Barbato met with a 16-year-old girl who fled after her father sold her to a 25-year-old gang leader, and she was beaten, raped and falsely imprisoned for two years.
Now in Tijuana, the girl’s options were all bad: to wait at the one children’s shelter in Tijuana, where she “felt really alone and unsafe,” try to enter illegally where she would be subject to trafficking or the elements, or present herself to Grupos Beta and risk deportation, in which case she would “be most likely murdered because she fled the gang and disobeyed her husband.
Yes, this is what our country is doing to our fellow human beings who seek nothing more than to apply for legal protection supposedly guaranteed by international treaties, our statutes, and our Constitution. Is the Trump Administration’s dishonesty, cruelty, and scofflaw behavior really the way we want to be remembered by future generations? Actions have consequences, and failing to stand up for the legal, Constitutional, and human rights of “the most vulnerable among us” will have adversely affect the future of our nation and of humanity. At the same time, Erin and her courageous students are setting examples that will uplift and inspire future generations.
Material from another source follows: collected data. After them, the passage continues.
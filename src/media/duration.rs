//! Media duration with its display form

use serde::{Serialize, Serializer};
use std::time::Duration;

/// Total duration of a source. Unknown durations are zero.
#[derive(Debug, Clone, Copy, Default, PartialEq, PartialOrd)]
pub struct MediaDuration(Duration);

impl MediaDuration {
    pub const ZERO: MediaDuration = MediaDuration(Duration::ZERO);

    /// Build from fractional seconds. Negative, non-finite or out of range
    /// input is zero.
    pub fn from_secs_f64(secs: f64) -> Self {
        Duration::try_from_secs_f64(secs)
            .map(Self)
            .unwrap_or(Self::ZERO)
    }

    pub fn as_secs_f64(&self) -> f64 {
        self.0.as_secs_f64()
    }

    /// `MM:SS` below one hour, `H:MM:SS` from one hour on.
    pub fn formatted(&self) -> String {
        let total = self.0.as_secs();
        let hours = total / 3600;
        let minutes = (total % 3600) / 60;
        let seconds = total % 60;

        if hours > 0 {
            format!("{}:{:02}:{:02}", hours, minutes, seconds)
        } else {
            format!("{:02}:{:02}", minutes, seconds)
        }
    }
}

impl std::fmt::Display for MediaDuration {
    fn fmt(&self, f: &mut std::fmt::Formatter<'_>) -> std::fmt::Result {
        f.write_str(&self.formatted())
    }
}

impl Serialize for MediaDuration {
    fn serialize<S: Serializer>(&self, serializer: S) -> Result<S::Ok, S::Error> {
        serializer.serialize_f64(self.as_secs_f64())
    }
}
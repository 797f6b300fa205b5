//! Transcoder process supervision
//!
//! Each launched ffmpeg is owned by a reaper task. The reaper is the only
//! place that touches the `Child`: it delivers stop and kill requests, waits
//! for the exit and publishes the outcome on a watch channel. Nothing signals
//! a pid after it has been reaped.

use std::process::ExitStatus;
use std::sync::Arc;
use std::time::Duration;
use tokio::io::{AsyncBufReadExt, BufReader};
use tokio::process::{Child, ChildStderr};
use tokio::sync::{watch, Notify};

use super::command::TranscodeJob;
use crate::config::TranscoderConfig;
use crate::error::{Result, StreamError};

/// How long the reaper waits for the stderr reader after the process exits
const STDERR_DRAIN_TIMEOUT: Duration = Duration::from_millis(250);

/// How a transcoder run ended
#[derive(Debug, Clone, PartialEq, Eq)]
pub struct ExitOutcome {
    /// `None` if waiting on the process failed
    pub status: Option<ExitStatus>,
    /// The exit followed a stop or kill request
    pub requested: bool,
    /// The process had to be killed after ignoring the stop request
    pub forced: bool,
    /// Last line the process wrote to stderr
    pub last_stderr: Option<String>,
}

impl ExitOutcome {
    fn lost() -> Self {
        Self {
            status: None,
            requested: false,
            forced: false,
            last_stderr: None,
        }
    }

    pub fn success(&self) -> bool {
        self.status.map(|s| s.success()).unwrap_or(false)
    }

    /// The process failed without anyone asking it to stop.
    pub fn is_failure(&self) -> bool {
        !self.success() && !self.requested
    }

    /// Human readable reason for an unsuccessful exit.
    pub fn describe(&self) -> String {
        let status = match self.status {
            Some(s) => s.to_string(),
            None => "unknown exit status".to_string(),
        };
        match &self.last_stderr {
            Some(line) => format!("transcoder {}: {}", status, line),
            None => format!("transcoder {}", status),
        }
    }
}

#[derive(Debug, Default)]
struct ProcessControl {
    stop: Notify,
    kill: Notify,
}

/// Waits for a transcoder's exit outcome
#[derive(Debug, Clone)]
pub struct ExitSignal {
    rx: watch::Receiver<Option<ExitOutcome>>,
}

impl ExitSignal {
    pub async fn wait(&mut self) -> ExitOutcome {
        match self.rx.wait_for(Option::is_some).await {
            Ok(outcome) => (*outcome).clone().unwrap_or_else(ExitOutcome::lost),
            Err(_) => ExitOutcome::lost(),
        }
    }

    pub fn has_exited(&self) -> bool {
        self.rx.borrow().is_some()
    }
}

/// Handle to one running (or recently exited) transcoder
#[derive(Debug, Clone)]
pub struct TranscoderHandle {
    epoch: u64,
    pid: Option<u32>,
    control: Arc<ProcessControl>,
    exit: ExitSignal,
}

impl TranscoderHandle {
    pub fn epoch(&self) -> u64 {
        self.epoch
    }

    pub fn pid(&self) -> Option<u32> {
        self.pid
    }

    pub fn exit_signal(&self) -> ExitSignal {
        self.exit.clone()
    }

    pub fn has_exited(&self) -> bool {
        self.exit.has_exited()
    }

    /// Ask the process to exit (SIGTERM on unix).
    pub fn request_stop(&self) {
        self.control.stop.notify_one();
    }

    /// Kill the process outright.
    pub fn request_kill(&self) {
        self.control.kill.notify_one();
    }
}

/// Launches and terminates transcoder processes
#[derive(Debug, Clone)]
pub struct Supervisor {
    config: TranscoderConfig,
}

impl Supervisor {
    pub fn new(config: TranscoderConfig) -> Self {
        Self { config }
    }

    /// Spawn ffmpeg for `job`. Returns once the process exists; it runs on
    /// in the background until it exits or is terminated.
    pub fn launch(&self, job: &TranscodeJob, epoch: u64) -> Result<TranscoderHandle> {
        let mut cmd = job.command(&self.config);
        let mut child = cmd.spawn().map_err(|e| {
            StreamError::ProcessSpawnFailed(format!(
                "{}: {}",
                self.config.ffmpeg_path.display(),
                e
            ))
        })?;

        let pid = child.id();
        let stderr = child.stderr.take();
        let control = Arc::new(ProcessControl::default());
        let (tx, rx) = watch::channel(None);

        tracing::info!(
            epoch,
            pid = pid.unwrap_or_default(),
            source = %job.source.display_name,
            offset = job.offset,
            audio_tracks = job.audio_tracks.len(),
            "Transcoder started"
        );

        tokio::spawn(reap(child, stderr, epoch, control.clone(), tx));

        Ok(TranscoderHandle {
            epoch,
            pid,
            control,
            exit: ExitSignal { rx },
        })
    }

    /// Stop the process behind `handle` and wait until it is gone.
    ///
    /// The process is asked to stop, given the grace period, then killed.
    /// After the exit is confirmed the settle delay elapses before this
    /// returns. Calling this on an already exited process only waits out the
    /// settle delay.
    pub async fn terminate(&self, handle: &TranscoderHandle) -> ExitOutcome {
        let mut exit = handle.exit_signal();

        if !exit.has_exited() {
            handle.request_stop();
        }

        let graceful = tokio::time::timeout(self.config.grace_period(), exit.wait()).await;
        let outcome = match graceful {
            Ok(outcome) => outcome,
            Err(_) => {
                tracing::warn!(
                    epoch = handle.epoch(),
                    pid = handle.pid().unwrap_or_default(),
                    "Transcoder ignored stop request for {:?}, killing",
                    self.config.grace_period()
                );
                handle.request_kill();
                exit.wait().await
            }
        };

        tokio::time::sleep(self.config.settle_delay()).await;
        outcome
    }
}

async fn reap(
    mut child: Child,
    stderr: Option<ChildStderr>,
    epoch: u64,
    control: Arc<ProcessControl>,
    tx: watch::Sender<Option<ExitOutcome>>,
) {
    let stderr_task = stderr.map(|s| tokio::spawn(forward_stderr(s, epoch)));
    let mut requested = false;
    let mut forced = false;

    let status = loop {
        tokio::select! {
            status = child.wait() => break status,
            _ = control.stop.notified() => {
                requested = true;
                send_stop(&mut child, epoch);
            }
            _ = control.kill.notified() => {
                requested = true;
                forced = true;
                if let Err(e) = child.start_kill() {
                    tracing::warn!(epoch, "Failed to kill transcoder: {}", e);
                }
                break child.wait().await;
            }
        }
    };

    let last_stderr = match stderr_task {
        Some(task) => match tokio::time::timeout(STDERR_DRAIN_TIMEOUT, task).await {
            Ok(Ok(line)) => line,
            _ => None,
        },
        None => None,
    };

    let status = match status {
        Ok(status) => Some(status),
        Err(e) => {
            tracing::error!(epoch, "Failed to wait on transcoder: {}", e);
            None
        }
    };

    let outcome = ExitOutcome {
        status,
        requested,
        forced,
        last_stderr,
    };

    if outcome.success() {
        tracing::info!(epoch, "Transcoder finished");
    } else if outcome.forced {
        tracing::warn!(epoch, "Transcoder killed");
    } else if outcome.requested {
        tracing::info!(epoch, "Transcoder stopped");
    } else {
        tracing::info!(epoch, "Transcoder exited: {}", outcome.describe());
    }

    // Receivers may all be gone already
    let _ = tx.send(Some(outcome));
}

#[cfg(unix)]
fn send_stop(child: &mut Child, epoch: u64) {
    use nix::sys::signal::{kill, Signal};
    use nix::unistd::Pid;

    // id() is None once the child has been reaped
    if let Some(pid) = child.id() {
        tracing::debug!(epoch, pid, "Sending SIGTERM to transcoder");
        if let Err(e) = kill(Pid::from_raw(pid as i32), Signal::SIGTERM) {
            tracing::warn!(epoch, pid, "Failed to signal transcoder: {}", e);
        }
    }
}

#[cfg(not(unix))]
fn send_stop(child: &mut Child, epoch: u64) {
    if let Err(e) = child.start_kill() {
        tracing::warn!(epoch, "Failed to stop transcoder: {}", e);
    }
}

async fn forward_stderr(stderr: ChildStderr, epoch: u64) -> Option<String> {
    let mut lines = BufReader::new(stderr).lines();
    let mut last = None;
    while let Ok(Some(line)) = lines.next_line().await {
        let line = line.trim().to_string();
        if line.is_empty() {
            continue;
        }
        tracing::warn!(epoch, "ffmpeg: {}", line);
        last = Some(line);
    }
    last
}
Like most law school clinics and pro bono organizations, Erin and her clinic operate on a “shoestring budget.” Compare that with the waste, fraud, and abuse of the Administration’s squandering of huge sums money on walls, prisons, and defense of patently illegal programs to strip migrants of their few remaining rights. Think what we could do as a nation if we devoted just a modest amount of additional resources to making the laws and the immigration adjudication system work, rather than funding “built to fail” schemes and gimmicks to evade and violate the laws?
So much for the disingenuously named “Migrant Protection Protocols” (a/k/a/ “Stay in Mexico”). As I had predicted, they are actually “Migrant Rejection Protocols,” which was the intent all along.